Ivory entraîna Keira vers le café situé dans le patio du musée. Au milieu de l'après-midi, les tables étaient presque toutes inoccupées. Keira choisit la plus éloignée de la grande sculpture de tête Moaï.

– Avez-vous découvert quelque chose d'important le long des rives de l'Omo ? reprit Ivory.

– J'ai trouvé un petit garçon de dix ans qui avait perdu ses parents. D'un point de vue archéologique, c'est assez limité.

– Mais, du point de vue de cet enfant, j'imagine que c'était bien plus important que quelques ossements enfouis sous la terre. Je crois savoir qu'une vilaine météo a ruiné vos travaux et vous a chassée de votre lieu de fouilles.

– Une tempête, assez puissante pour me ramener jusqu'ici !

– Très inhabituel pour la région. Jamais le Shamal n'avait viré vers l'ouest.

– Comment êtes-vous au courant de tout cela ? J'imagine que cela n'a pas fait la une des quotidiens ?

– Non, j'en conviens, c'est votre sœur qui m'a parlé de vos mésaventures. Je suis de nature curieuse, parfois un peu trop, il m'a suffi de pianoter sur le clavier de mon ordinateur.

– Que pourrais-je bien vous raconter de plus pour satisfaire votre curiosité ?

– Que cherchiez-vous vraiment dans la vallée de l'Omo ?

– Monsieur Ivory, si je vous le disais, j'aurais statistiquement plus de chance que vous vous moquiez de moi, que de vous intéresser à mes travaux.

– Mademoiselle Keira, si les statistiques avaient gouverné ma vie, j'aurais étudié les mathématiques et non l'anthropologie. Tentez donc votre chance.

Keira dévisagea son interlocuteur. Ce vieil homme avait un regard captivant.

– Je cherchais les grands-parents de Toumaï et d'Ardipithecus Kadabba.
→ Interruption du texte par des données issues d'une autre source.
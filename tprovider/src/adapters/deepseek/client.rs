use reqwest::Client;

use crate::adapters::http::{endpoint, map_send_error, read_json};
use crate::config::{DEEPSEEK_DEFAULT_ENDPOINT, DEEPSEEK_DEFAULT_MODEL};
use crate::{
    ChatRequest, ProviderClient, ProviderError, ProviderFuture, ProviderId, ProviderReply,
    SecretString,
};

use super::serde_api::{DeepSeekApiRequest, DeepSeekApiResponse};

#[derive(Debug, Clone)]
pub struct DeepSeekClient {
    client: Client,
    api_key: SecretString,
    base_url: String,
    default_model: String,
}

impl DeepSeekClient {
    /// Fails with a `Config` error when the key is blank.
    pub fn new(client: Client, api_key: SecretString) -> Result<Self, ProviderError> {
        if api_key.is_empty() {
            return Err(ProviderError::config("deepseek API key must not be empty"));
        }

        Ok(Self {
            client,
            api_key,
            base_url: DEEPSEEK_DEFAULT_ENDPOINT.to_string(),
            default_model: DEEPSEEK_DEFAULT_MODEL.to_string(),
        })
    }

    pub fn with_base_url(mut self, base_url: impl Into<String>) -> Self {
        self.base_url = base_url.into();
        self
    }

    pub fn with_default_model(mut self, model: impl Into<String>) -> Self {
        self.default_model = model.into();
        self
    }

    pub fn base_url(&self) -> &str {
        &self.base_url
    }
}

impl ProviderClient for DeepSeekClient {
    fn id(&self) -> ProviderId {
        ProviderId::DeepSeek
    }

    fn default_model(&self) -> &str {
        &self.default_model
    }

    fn chat<'a>(
        &'a self,
        request: ChatRequest,
    ) -> ProviderFuture<'a, Result<ProviderReply, ProviderError>> {
        Box::pin(async move {
            let body = DeepSeekApiRequest::from(request);
            let response = self
                .client
                .post(endpoint(&self.base_url, "chat/completions"))
                .bearer_auth(self.api_key.expose())
                .json(&body)
                .send()
                .await
                .map_err(map_send_error)?;

            let parsed = read_json::<DeepSeekApiResponse>(response).await?;
            Ok(parsed.into())
        })
    }
}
Certains jours, j'imaginais même découvrir les arrière-grands-parents de ses arrière-grands-parents.

– Rien que cela ? Vous voulez trouver le plus vieux squelette que l'on puisse apparenter au genre humain ? L'homme zéro !

– N'est-ce pas ce que nous cherchons tous, pourquoi m'interdirais-je ce rêve ?

– Et pourquoi dans la vallée de l'Omo ?

– L'instinct féminin peut-être !

– Chez une chasseuse de fossiles ? Sérieusement !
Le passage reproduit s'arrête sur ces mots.